Tom Power - September 24, 2012
Back to the Seasonal Political Blame-Game over Wildfires Back to the Seasonal Political Blame-Game over Wildfires
The month-long pall of wood smoke filling Western Montana’s mountain valleys has led to increasing annoyance and frustration. Stinging eyes, runny noses, hacking coughs, and cabin-fever from being cooped up inside during what should be one of our premier outdoor seasons has taken its toll on all of us.
Some, however, see that frustration as fertile political ground. Politicians and ideologues have to make political hay whenever the opportunity presents itself. And a bad wildfire season is too good a political opportunity for some to pass up.
The Wall Street Journal recently ran an op-ed piece by a conservative Bozeman writer lambasting environmentalists for blocking efforts by federal forest planners to thin the trees. By preventing the removal of fuels from our public forests, he asserted, environmentalists have caused “catastrophic wildfires.” Others have focused, instead, on the decline in commercial timber harvest on public lands, asserting that the failure to log our public forests causes the build of fuels that then feed wildfires. At least these logging advocates make clear what they are after and do not hide behind labels such as “thinning” or “hazardous fuel reduction.”

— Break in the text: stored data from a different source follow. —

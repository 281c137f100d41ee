//! Config file reading.

use std::path::Path;

use anyhow::{Context, Result};

use crate::schema::CrierConfig;

/// Load and parse a TOML config file.
pub async fn load_config(path: &Path) -> Result<CrierConfig> {
    let raw = tokio::fs::read_to_string(path)
        .await
        .with_context(|| format!("Failed to read config file {}", path.display()))?;
    let config: CrierConfig = toml::from_str(&raw)
        .with_context(|| format!("Failed to parse config file {}", path.display()))?;
    Ok(config)
}
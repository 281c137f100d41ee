//! `crier-discord` — Discord REST implementation of the platform traits.
//!
//! Speaks the v10 HTTP API directly with `reqwest`; the gateway websocket is
//! not handled here. A transport (or webhook receiver) converts inbound
//! payloads into `GatewayEvent`s and feeds them over the handler's channel.

pub mod rest;

pub use rest::DiscordRest;
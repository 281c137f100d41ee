//! The dispatcher: resolve a trigger to a descriptor, run the run-time
//! validator chain, honor deferred-reply semantics, invoke the callback, and
//! hand the packaged result back to the event listener for delivery.

use std::sync::Arc;

use crier_core::{AppHandle, CommandType, Invocation, Reply, Trigger};
use logging::report_command_error;
use tracing::{debug, info};

use crate::command::Command;
use crate::loader::CommandLoader;
use crate::source::CommandSource;
use crate::table::CommandTable;
use crate::validations::{RuntimeValidator, ValidationRegistry, Verdict};

/// A command result packaged with its delivery flags. The event listener —
/// not the dispatcher — performs the actual send.
#[derive(Debug, Clone)]
pub struct DispatchOutcome {
    pub reply: Reply,
    pub defer_reply: bool,
    pub ephemeral_reply: bool,
    /// Text triggers: reply to the message instead of sending to its channel.
    pub reply_to_message: bool,
}

/// The live handler: command table plus the run-time validator chain.
///
/// Built once at startup; the table is read-only afterwards, so concurrent
/// invocations need no locking.
pub struct CommandHandler {
    owner: Arc<AppHandle>,
    table: CommandTable,
    runtime: Vec<Arc<dyn RuntimeValidator>>,
}

impl CommandHandler {
    /// Run the load pass over `sources` and construct the handler.
    pub async fn build(
        owner: Arc<AppHandle>,
        sources: Vec<Arc<dyn CommandSource>>,
        registry: &ValidationRegistry,
    ) -> Arc<Self> {
        let loader = CommandLoader::new(owner.clone(), sources);
        let table = loader.load(registry).await;
        Arc::new(Self {
            owner,
            table,
            runtime: registry.runtime().to_vec(),
        })
    }

    pub fn owner(&self) -> &Arc<AppHandle> {
        &self.owner
    }

    pub fn table(&self) -> &CommandTable {
        &self.table
    }

    /// Case-insensitive descriptor lookup.
    pub fn resolve(&self, token: &str) -> Option<&Arc<Command>> {
        self.table.resolve(token)
    }

    /// Dispatch one invocation. `None` means nothing to deliver: unknown
    /// token, declined trigger, validator halt, or a swallowed callback error.
    pub async fn run(
        &self,
        token: &str,
        args: Vec<String>,
        trigger: Trigger,
    ) -> Option<DispatchOutcome> {
        let Some(command) = self.table.resolve(token) else {
            if let Trigger::Interaction(interaction) = &trigger {
                let notice =
                    Reply::text("This command is either deleted or is improperly registered");
                if let Err(err) = self
                    .owner
                    .client
                    .reply_interaction(interaction, &notice, true)
                    .await
                {
                    debug!("[Commands] Missing-command notice discarded: {err:#}");
                }
            }
            return None;
        };
        let command = command.clone();

        let is_message = matches!(trigger, Trigger::Message(_));
        let invocation = Invocation::new(self.owner.client.clone(), trigger, args);

        // A slash-only command must never execute via text trigger.
        if is_message && command.declaration().kind == CommandType::Slash {
            return None;
        }

        let prefix = if is_message {
            self.owner.default_prefix.as_str()
        } else {
            "/"
        };
        for validator in &self.runtime {
            match validator.check(&command, &invocation, prefix).await {
                Verdict::Pass => {}
                Verdict::Reject(notice) => {
                    self.deliver_notice(&invocation, notice).await;
                    return None;
                }
                Verdict::Handled => return None,
            }
        }

        let declaration = command.declaration().clone();
        if declaration.defer_reply {
            let acknowledged = match invocation.trigger() {
                Trigger::Interaction(interaction) => {
                    self.owner
                        .client
                        .defer_interaction(interaction, declaration.ephemeral_reply)
                        .await
                }
                Trigger::Message(message) => {
                    self.owner.client.send_typing(&message.channel_id).await
                }
            };
            if let Err(err) = acknowledged {
                report_command_error(&err, self.owner.show_full_error_log, Some(command.name()));
                return None;
            }
        }

        let callback = command.callback()?.clone();
        info!(
            command = command.name(),
            invocation = %invocation.id(),
            "[Commands] Dispatching"
        );
        match callback.invoke(invocation).await {
            Ok(reply) => Some(DispatchOutcome {
                reply,
                defer_reply: declaration.defer_reply,
                ephemeral_reply: declaration.ephemeral_reply,
                reply_to_message: declaration.reply,
            }),
            Err(err) => {
                report_command_error(&err, self.owner.show_full_error_log, Some(command.name()));
                None
            }
        }
    }

    /// Deliver a validator rejection through the trigger's own channel.
    /// Best-effort: a failed send is discarded.
    async fn deliver_notice(&self, invocation: &Invocation, notice: String) {
        let reply = Reply::Text(notice);
        let delivered = match invocation.trigger() {
            Trigger::Message(message) => {
                self.owner.client.reply_message(message, &reply).await
            }
            Trigger::Interaction(interaction) => {
                self.owner
                    .client
                    .reply_interaction(interaction, &reply, true)
                    .await
            }
        };
        if let Err(err) = delivered {
            debug!("[Commands] Validation notice discarded: {err:#}");
        }
    }
}
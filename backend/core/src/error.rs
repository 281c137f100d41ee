use thiserror::Error;

/// Top-level error type for the crier runtime.
///
/// Only `Config` is treated as fatal at startup; every other variant is
/// reported and the affected command is skipped.
#[derive(Debug, Error)]
pub enum CrierError {
    #[error("configuration error: {0}")]
    Config(String),

    #[error("command '{name}' rejected: {message}")]
    CommandRejected { name: String, message: String },

    #[error("slash registration failed for '{0}'")]
    Registration(String),

    #[error("storage error: {0}")]
    Storage(String),

    #[error(transparent)]
    Other(#[from] anyhow::Error),
}

impl CrierError {
    /// Shorthand for a syntax-rule violation against a named command.
    pub fn rejected(name: impl Into<String>, message: impl Into<String>) -> Self {
        Self::CommandRejected {
            name: name.into(),
            message: message.into(),
        }
    }
}
//! Shared test support: a recording mock platform and module builders.

use std::sync::atomic::{AtomicUsize, Ordering};
use std::sync::{Arc, Mutex};

use anyhow::{Result, anyhow, bail};
use async_trait::async_trait;
use crier_core::{
    AppHandle, CommandDeclaration, CommandInit, CommandInteraction, CommandModule,
    CommandOption, CommandRegistrar, FnCallback, IncomingMessage, InteractionKind,
    InteractionOption, Invocation, Member, PlatformClient, Reply, Trigger, User,
};

use crate::command::Command;

// ---------------------------------------------------------------------------
// Recording mock
// ---------------------------------------------------------------------------

#[derive(Debug, Clone, PartialEq)]
pub(crate) enum Call {
    ReplyMessage { channel: String, text: String },
    SendChannel { channel: String, text: String },
    SendTyping { channel: String },
    Defer { id: String, ephemeral: bool },
    FollowUp { id: String, text: String },
    ReplyInteraction { id: String, text: String, ephemeral: bool },
    CreateCommand { name: String, guild: Option<String>, options: Vec<CommandOption> },
    DeleteCommand { name: String, guild: Option<String> },
}

#[derive(Default)]
pub(crate) struct MockPlatform {
    calls: Mutex<Vec<Call>>,
    fail_registrar: bool,
    fail_delivery: bool,
}

impl MockPlatform {
    pub(crate) fn failing_registrar() -> Self {
        Self {
            fail_registrar: true,
            ..Default::default()
        }
    }

    pub(crate) fn failing_delivery() -> Self {
        Self {
            fail_delivery: true,
            ..Default::default()
        }
    }

    pub(crate) fn calls(&self) -> Vec<Call> {
        self.calls.lock().unwrap().clone()
    }

    pub(crate) fn clear(&self) {
        self.calls.lock().unwrap().clear();
    }

    fn record(&self, call: Call) {
        self.calls.lock().unwrap().push(call);
    }

    fn text_of(reply: &Reply) -> String {
        match reply {
            Reply::Text(text) => text.clone(),
            Reply::Payload(value) => value.to_string(),
        }
    }
}

#[async_trait]
impl PlatformClient for MockPlatform {
    async fn reply_message(&self, message: &IncomingMessage, reply: &Reply) -> Result<()> {
        self.record(Call::ReplyMessage {
            channel: message.channel_id.clone(),
            text: Self::text_of(reply),
        });
        if self.fail_delivery {
            bail!("delivery refused");
        }
        Ok(())
    }

    async fn send_channel(&self, channel_id: &str, reply: &Reply) -> Result<()> {
        self.record(Call::SendChannel {
            channel: channel_id.to_string(),
            text: Self::text_of(reply),
        });
        if self.fail_delivery {
            bail!("delivery refused");
        }
        Ok(())
    }

    async fn send_typing(&self, channel_id: &str) -> Result<()> {
        self.record(Call::SendTyping {
            channel: channel_id.to_string(),
        });
        Ok(())
    }

    async fn defer_interaction(
        &self,
        interaction: &CommandInteraction,
        ephemeral: bool,
    ) -> Result<()> {
        self.record(Call::Defer {
            id: interaction.id.clone(),
            ephemeral,
        });
        Ok(())
    }

    async fn follow_up(&self, interaction: &CommandInteraction, reply: &Reply) -> Result<()> {
        self.record(Call::FollowUp {
            id: interaction.id.clone(),
            text: Self::text_of(reply),
        });
        if self.fail_delivery {
            bail!("delivery refused");
        }
        Ok(())
    }

    async fn reply_interaction(
        &self,
        interaction: &CommandInteraction,
        reply: &Reply,
        ephemeral: bool,
    ) -> Result<()> {
        self.record(Call::ReplyInteraction {
            id: interaction.id.clone(),
            text: Self::text_of(reply),
            ephemeral,
        });
        if self.fail_delivery {
            bail!("delivery refused");
        }
        Ok(())
    }
}

#[async_trait]
impl CommandRegistrar for MockPlatform {
    async fn create_command(
        &self,
        name: &str,
        _description: &str,
        options: &[CommandOption],
        guild_id: Option<&str>,
    ) -> Result<()> {
        self.record(Call::CreateCommand {
            name: name.to_string(),
            guild: guild_id.map(String::from),
            options: options.to_vec(),
        });
        if self.fail_registrar {
            bail!("registrar refused");
        }
        Ok(())
    }

    async fn delete_command(&self, name: &str, guild_id: Option<&str>) -> Result<()> {
        self.record(Call::DeleteCommand {
            name: name.to_string(),
            guild: guild_id.map(String::from),
        });
        if self.fail_registrar {
            bail!("registrar refused");
        }
        Ok(())
    }
}

// ---------------------------------------------------------------------------
// Builders
// ---------------------------------------------------------------------------

pub(crate) fn owner(
    mock: &Arc<MockPlatform>,
    prefix: &str,
    test_servers: Vec<String>,
) -> Arc<AppHandle> {
    Arc::new(AppHandle {
        client: mock.clone(),
        registrar: mock.clone(),
        default_prefix: prefix.to_string(),
        test_servers,
        show_full_error_log: false,
    })
}

pub(crate) fn user(id: &str) -> User {
    User {
        id: id.to_string(),
        name: format!("user-{id}"),
        bot: false,
    }
}

pub(crate) fn message(content: &str) -> IncomingMessage {
    IncomingMessage {
        id: "m1".into(),
        channel_id: "c1".into(),
        guild_id: Some("g1".into()),
        author: user("u1"),
        member: Some(Member {
            user: user("u1"),
            nick: None,
        }),
        content: content.to_string(),
    }
}

pub(crate) fn interaction(
    name: &str,
    options: &[(&str, serde_json::Value)],
) -> CommandInteraction {
    CommandInteraction {
        id: "i1".into(),
        token: "itoken".into(),
        kind: InteractionKind::ChatInput,
        command_name: name.to_string(),
        options: options
            .iter()
            .map(|(option, value)| InteractionOption {
                name: option.to_string(),
                value: value.clone(),
            })
            .collect(),
        channel_id: "c1".into(),
        guild_id: Some("g1".into()),
        member: None,
        user: user("u1"),
    }
}

/// An invocation over a throwaway mock client, for validator-level tests.
pub(crate) fn message_invocation(args: &[&str]) -> Invocation {
    let client: Arc<dyn PlatformClient> = Arc::new(MockPlatform::default());
    Invocation::new(
        client,
        Trigger::Message(message("!test")),
        args.iter().map(|arg| arg.to_string()).collect(),
    )
}

/// A module whose callback replies with a fixed text.
pub(crate) fn module_replying(
    name: &str,
    declaration: CommandDeclaration,
    text: &str,
) -> CommandModule {
    let text = text.to_string();
    CommandModule::new(name, declaration).callback(Arc::new(FnCallback(move |_invocation: Invocation| {
        let text = text.clone();
        async move { Ok::<_, anyhow::Error>(Reply::Text(text)) }
    })))
}

/// A module with an "ok" callback, for tests that never invoke it.
pub(crate) fn module(name: &str, declaration: CommandDeclaration) -> CommandModule {
    module_replying(name, declaration, "ok")
}

/// A module whose callback echoes the joined argument text.
pub(crate) fn module_echoing_args(name: &str, declaration: CommandDeclaration) -> CommandModule {
    CommandModule::new(name, declaration).callback(Arc::new(FnCallback(
        |invocation: Invocation| async move {
            Ok::<_, anyhow::Error>(Reply::Text(invocation.text().to_string()))
        },
    )))
}

/// A module whose callback always fails.
pub(crate) fn module_failing(name: &str) -> CommandModule {
    CommandModule::new(name, CommandDeclaration::default()).callback(Arc::new(FnCallback(
        |_invocation: Invocation| async move { Err::<Reply, _>(anyhow!("callback exploded")) },
    )))
}

/// A descriptor owned by a throwaway mock, for table/validator tests.
pub(crate) fn command_owned(name: &str, declaration: CommandDeclaration) -> Command {
    let mock = Arc::new(MockPlatform::default());
    Command::new(owner(&mock, "!", vec![]), name, module(name, declaration))
}

pub(crate) fn command(name: &str, declaration: CommandDeclaration) -> Arc<Command> {
    Arc::new(command_owned(name, declaration))
}

// ---------------------------------------------------------------------------
// Initializers
// ---------------------------------------------------------------------------

#[derive(Default)]
pub(crate) struct CountingInit {
    count: AtomicUsize,
}

impl CountingInit {
    pub(crate) fn count(&self) -> usize {
        self.count.load(Ordering::SeqCst)
    }
}

#[async_trait]
impl CommandInit for CountingInit {
    async fn init(
        &self,
        _client: &Arc<dyn PlatformClient>,
        _owner: &Arc<AppHandle>,
    ) -> Result<()> {
        self.count.fetch_add(1, Ordering::SeqCst);
        Ok(())
    }
}

pub(crate) struct FailingInit;

#[async_trait]
impl CommandInit for FailingInit {
    async fn init(
        &self,
        _client: &Arc<dyn PlatformClient>,
        _owner: &Arc<AppHandle>,
    ) -> Result<()> {
        bail!("init exploded")
    }
}
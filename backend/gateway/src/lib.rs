//! `crier-gateway` — the top-level launch facade.
//!
//! Wires configuration, the platform client, command sources, and the
//! validator registry into a running [`CommandHandler`] with its event
//! listener loop, mirroring how a bot embeds the dispatch layer: build a
//! [`GatewayOptions`], call [`Gateway::launch`], then feed gateway events
//! into the channel returned by [`Gateway::events`].

use std::sync::Arc;

use anyhow::Result;
use crier_commands::{run_listeners, CommandHandler, CommandSource, ManifestSource, ValidationRegistry};
use crier_config::CrierConfig;
use crier_core::{AppHandle, CommandRegistrar, CrierError, GatewayEvent, PlatformClient, StorageHook};
use tokio::sync::mpsc;
use tracing::{info, warn};

/// Channel depth for inbound gateway events. Dispatch spawns a task per
/// event, so backpressure here only matters during a burst.
const EVENT_BUFFER: usize = 256;

/// Everything a host supplies to bring the dispatch layer up.
pub struct GatewayOptions {
    pub config: CrierConfig,
    pub client: Arc<dyn PlatformClient>,
    pub registrar: Arc<dyn CommandRegistrar>,
    /// Optional persistent-storage hookup. Connection failures only warn.
    pub storage: Option<Arc<dyn StorageHook>>,
    /// Explicit command sources, loaded in order before any manifest
    /// directory named in the config.
    pub sources: Vec<Arc<dyn CommandSource>>,
    pub registry: ValidationRegistry,
}

/// The running dispatch layer: a built handler plus the sender side of its
/// event loop.
pub struct Gateway {
    handler: Arc<CommandHandler>,
    events: mpsc::Sender<GatewayEvent>,
}

impl std::fmt::Debug for Gateway {
    fn fmt(&self, f: &mut std::fmt::Formatter<'_>) -> std::fmt::Result {
        f.debug_struct("Gateway").finish_non_exhaustive()
    }
}

impl Gateway {
    /// Validate the config, connect storage, run the load pass, and start
    /// the listener loop.
    ///
    /// Config validation errors are fatal; warnings are logged and launch
    /// continues.
    pub async fn launch(options: GatewayOptions) -> Result<Self> {
        let GatewayOptions {
            config,
            client,
            registrar,
            storage,
            mut sources,
            registry,
        } = options;

        let report = crier_config::validate(&config);
        for warning in &report.warnings {
            warn!("[Gateway] {warning}");
        }
        if !report.is_valid() {
            let joined = report
                .errors
                .iter()
                .map(|e| e.to_string())
                .collect::<Vec<_>>()
                .join("; ");
            return Err(CrierError::Config(joined).into());
        }

        if config.debugging.show_banner {
            info!("[Gateway] crier v{} starting", env!("CARGO_PKG_VERSION"));
        }

        match &storage {
            Some(hook) => {
                if let Err(err) = hook.connect().await {
                    warn!("[Gateway] {} connection failed: {err:#}", hook.name());
                } else {
                    info!("[Gateway] {} connected", hook.name());
                }
            }
            None => warn!("[Gateway] no storage configured"),
        }

        if let Some(dir) = &config.configuration.commands_dir {
            sources.push(Arc::new(ManifestSource::new(
                dir.clone(),
                config.configuration.manifest_format,
            )));
        }

        let owner = Arc::new(AppHandle {
            client,
            registrar,
            default_prefix: config.configuration.default_prefix.clone(),
            test_servers: config.test_servers.clone(),
            show_full_error_log: config.debugging.show_full_error_log,
        });

        let handler = CommandHandler::build(owner, sources, &registry).await;

        let (events, receiver) = mpsc::channel(EVENT_BUFFER);
        tokio::spawn(run_listeners(handler.clone(), receiver));

        Ok(Self { handler, events })
    }

    /// Sender half of the event loop; clone it into the connection layer.
    pub fn events(&self) -> mpsc::Sender<GatewayEvent> {
        self.events.clone()
    }

    pub fn handler(&self) -> &Arc<CommandHandler> {
        &self.handler
    }
}
//! Capability traits for the external collaborators the handler depends on.
//!
//! The remote platform client is treated as an opaque provider of
//! send/reply/defer operations; `crier-discord` supplies a REST-backed
//! implementation, tests supply recording mocks.

use std::sync::Arc;

use anyhow::Result;
use async_trait::async_trait;

use crate::command::{CommandOption, Reply};
use crate::context::{CommandInteraction, IncomingMessage};

/// Outbound operations on the remote platform.
#[async_trait]
pub trait PlatformClient: Send + Sync {
    /// Reply to the triggering message.
    async fn reply_message(&self, message: &IncomingMessage, reply: &Reply) -> Result<()>;

    /// Send to a channel without referencing a message.
    async fn send_channel(&self, channel_id: &str, reply: &Reply) -> Result<()>;

    /// Show the "working" typing indicator in a channel.
    async fn send_typing(&self, channel_id: &str) -> Result<()>;

    /// Acknowledge an interaction with a deferred state.
    async fn defer_interaction(&self, interaction: &CommandInteraction, ephemeral: bool)
        -> Result<()>;

    /// Follow up on a previously deferred interaction.
    async fn follow_up(&self, interaction: &CommandInteraction, reply: &Reply) -> Result<()>;

    /// Respond to an interaction directly.
    async fn reply_interaction(
        &self,
        interaction: &CommandInteraction,
        reply: &Reply,
        ephemeral: bool,
    ) -> Result<()>;
}

/// Remote registration API for named slash-style commands.
///
/// `guild_id` scopes the operation to one server; `None` means global.
#[async_trait]
pub trait CommandRegistrar: Send + Sync {
    async fn create_command(
        &self,
        name: &str,
        description: &str,
        options: &[CommandOption],
        guild_id: Option<&str>,
    ) -> Result<()>;

    async fn delete_command(&self, name: &str, guild_id: Option<&str>) -> Result<()>;
}

/// Optional persistent-storage hookup, connected once at startup.
/// Connection failures are logged as warnings and never abort launch.
#[async_trait]
pub trait StorageHook: Send + Sync {
    fn name(&self) -> &str;

    async fn connect(&self) -> Result<()>;
}

/// The hosting application instance shared by every command descriptor.
///
/// Read-only after construction; descriptors never mutate it.
pub struct AppHandle {
    pub client: Arc<dyn PlatformClient>,
    pub registrar: Arc<dyn CommandRegistrar>,
    pub default_prefix: String,
    pub test_servers: Vec<String>,
    pub show_full_error_log: bool,
}
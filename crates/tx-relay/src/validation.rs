// Copyright 2022 Webb Technologies Inc.
//
// Licensed under the Apache License, Version 2.0 (the "License");
// you may not use this file except in compliance with the License.
// You may obtain a copy of the License at
//
// http://www.apache.org/licenses/LICENSE-2.0
//
// Unless required by applicable law or agreed to in writing, software
// distributed under the License is distributed on an "AS IS" BASIS,
// WITHOUT WARRANTIES OR CONDITIONS OF ANY KIND, either express or implied.
// See the License for the specific language governing permissions and
// limitations under the License.

use std::str::FromStr;

use confession_relayer_handler_utils::SubmitRequest;
use confession_relayer_types::Category;
use ethers::types::H256;
use serde::Serialize;

/// A problem with one request field.
#[derive(Debug, Clone, PartialEq, Eq, Serialize)]
pub struct FieldError {
    /// Wire name of the field.
    pub field: &'static str,
    /// What is wrong with it.
    pub message: String,
}

impl FieldError {
    fn new(field: &'static str, message: impl Into<String>) -> Self {
        Self {
            field,
            message: message.into(),
        }
    }
}

/// A submission whose shape has been checked.
#[derive(Debug, Clone, PartialEq, Eq)]
pub struct ValidSubmission {
    /// Confession text, as sent.
    pub text: String,
    /// Parsed category.
    pub category: Category,
    /// The user's payment transaction.
    pub payment_tx_hash: H256,
}

/// `0x` followed by exactly 64 hex digits.
fn parse_tx_hash(raw: &str) -> Option<H256> {
    let digits = raw.strip_prefix("0x")?;
    if digits.len() != 64 || !digits.bytes().all(|b| b.is_ascii_hexdigit()) {
        return None;
    }
    H256::from_str(digits).ok()
}

/// Checks every field of a submission without any I/O, reporting all
/// problems at once.
pub fn validate_submission(
    request: &SubmitRequest,
    max_length: usize,
) -> Result<ValidSubmission, Vec<FieldError>> {
    let mut errors = Vec::new();

    let text = match request.confession_text.as_deref() {
        None => {
            errors.push(FieldError::new("confessionText", "Required"));
            None
        }
        Some(t) if t.trim().is_empty() => {
            errors.push(FieldError::new("confessionText", "Must not be empty"));
            None
        }
        Some(t) if t.chars().count() > max_length => {
            errors.push(FieldError::new(
                "confessionText",
                format!("Must be at most {max_length} characters"),
            ));
            None
        }
        Some(t) => Some(t.to_owned()),
    };

    let category = match request.category.as_deref() {
        None => {
            errors.push(FieldError::new("category", "Required"));
            None
        }
        Some(c) => match Category::from_str(c) {
            Ok(c) => Some(c),
            Err(e) => {
                errors.push(FieldError::new("category", e.to_string()));
                None
            }
        },
    };

    let payment_tx_hash = match request.payment_tx_hash.as_deref() {
        None => {
            errors.push(FieldError::new("paymentTxHash", "Required"));
            None
        }
        Some(h) => {
            let parsed = parse_tx_hash(h.trim());
            if parsed.is_none() {
                errors.push(FieldError::new(
                    "paymentTxHash",
                    "Must be 0x followed by 64 hex characters",
                ));
            }
            parsed
        }
    };

    match (text, category, payment_tx_hash) {
        (Some(text), Some(category), Some(payment_tx_hash)) => {
            Ok(ValidSubmission {
                text,
                category,
                payment_tx_hash,
            })
        }
        _ => Err(errors),
    }
}

#[cfg(test)]
mod tests {
    use super::*;

    fn request(text: &str, category: &str, hash: &str) -> SubmitRequest {
        SubmitRequest {
            confession_text: Some(text.into()),
            category: Some(category.into()),
            payment_tx_hash: Some(hash.into()),
        }
    }

    const HASH: &str =
        "0x1111111111111111111111111111111111111111111111111111111111111111";

    #[test]
    fn accepts_well_formed_submission() {
        let valid = validate_submission(&request("gm", "Wisdom", HASH), 1000)
            .unwrap();
        assert_eq!(valid.category, Category::Wisdom);
        assert_eq!(valid.payment_tx_hash, H256::repeat_byte(0x11));
    }

    #[test]
    fn length_is_counted_in_characters() {
        let text = "é".repeat(1000);
        assert!(validate_submission(&request(&text, "Wisdom", HASH), 1000).is_ok());
        let text = "a".repeat(1001);
        let errs =
            validate_submission(&request(&text, "Wisdom", HASH), 1000).unwrap_err();
        assert_eq!(errs[0].field, "confessionText");
    }

    #[test]
    fn reports_every_bad_field() {
        let errs =
            validate_submission(&request("  ", "Gossip", "0x1234"), 1000).unwrap_err();
        let fields: Vec<_> = errs.iter().map(|e| e.field).collect();
        assert_eq!(fields, ["confessionText", "category", "paymentTxHash"]);

        let errs = validate_submission(&SubmitRequest::default(), 1000).unwrap_err();
        assert_eq!(errs.len(), 3);
    }

    #[test]
    fn hash_needs_prefix_and_exact_length() {
        assert!(parse_tx_hash(HASH.trim_start_matches("0x")).is_none());
        assert!(parse_tx_hash(&format!("{HASH}00")).is_none());
        assert!(parse_tx_hash(&HASH.replace('1', "g")).is_none());
        assert!(parse_tx_hash(&HASH.to_uppercase().replacen("0X", "0x", 1)).is_some());
    }
}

Of course almost no one is opposed to reducing flammable vegetation in the immediate vicinity of people’s homes and around our cities and towns. In fact, there has been a somewhat successful public education campaign to get private homeowners and land-use planners to do exactly that. Where things have gotten controversial is when “thinning” has been proposed dozens of miles from human habitation, deep in the wild backcountry.
Such backcountry forest thinning is controversial for several reasons. First, it is not clear that it works. In the right weather conditions, hot, dry, and windy, wildfires can roar through thinned areas and logged areas faster and with greater intensity than they do through un-managed natural forests. Second, roading and logging, even when it is called “thinning,” causes environmental damage in the form of water pollution and destruction of wildlife habitat. Third, it is way too expensive. We cannot afford to carry out forest thinning across the entire forested landscape, and we never will. It is a lose-lose-lose proposition that converts valuable and scarce public resources into pure economic waste.
We have had natural experiments that should have helped us understand this. For instance, back in 1987, near the beginning of the contemporary fire regime in the western United States, a chunk of southwestern Oregon’s National Forests burned. Part of that burned area was salvage-logged and new trees were planted. That same area was part of the larger Biscuit Fire 15 years later. That gave forest scientists a chance to study the impact of the active management of this forested landscape on its future flammability. What the scientists found was that the areas that had burned severely in 1987 tended to re-burn at high severity in 2002 while areas unaffected by the initial fire tended to burn at the lowest severities in the 2002 fire. The loss of fuel due to the previous fire did not stop the area from re-burning. In addition, the area that had been salvage-logged and replanted burned more severely than areas that had not been logged or replanted and had been left unmanaged. In fact the unmanaged forests, those not thinned, logged, or replanted, burned with the lowest severity. So much for the “need” for fuel reduction in natural forests.
There is no mystery about why our forests are burning and our valleys are full of smoke right now. In the Bitterroot and Missoula Valleys, we are closing in on the record for the longest period of time the region has ever gone without measurable rain. Instead of the “August singularity” in the second half of the month of heavy rain and cooler temperatures that typically has announced the end of summer and the beginning of fall, we have had day after day of sunshine. Most of those days would have been at above average temperatures if it were not for the valley inversions that have trapped the smoke and blocked the sunlight.
Although logging advocates point to the decline in timber harvest on public lands beginning in the late 1980s as ushering in two decades of large scale and intense wild fires, it is the weather that has ushered in those fires. Compared to the cool and damp 1970s, our wildfire burn season is now two and a half months longer. Across the West, the first wildfires of the year are starting earlier and, as this year, the last fires of the year start later and keep burning on into the fall. Our typical fire year is now 75 days longer than it was in the 1970s. Spring temperatures are higher and our mountain snowpack melts sooner, allowing the forests to dry out more quickly. Higher summer temperatures then help keep those forests in drought condition. That is the source of the increased flammability of our forests that gives wildfires a big head start and a much longer time to burn.
Long, hot, and dry springs, summers, and autumns, will mean more fires, larger fires, and more intense fires. There is no avoiding that. The only question is how we will respond to this new challenge. Will we look to the past and resurrect the fantasy of the discredited “multiple use clear-cut” where logging, under one name or another, is again presented as the only way to safely relate to natural forests, or will we look at what works and what is cost effective and get on with learning how to live safely within the spectacular natural beauty of our home here in Montana?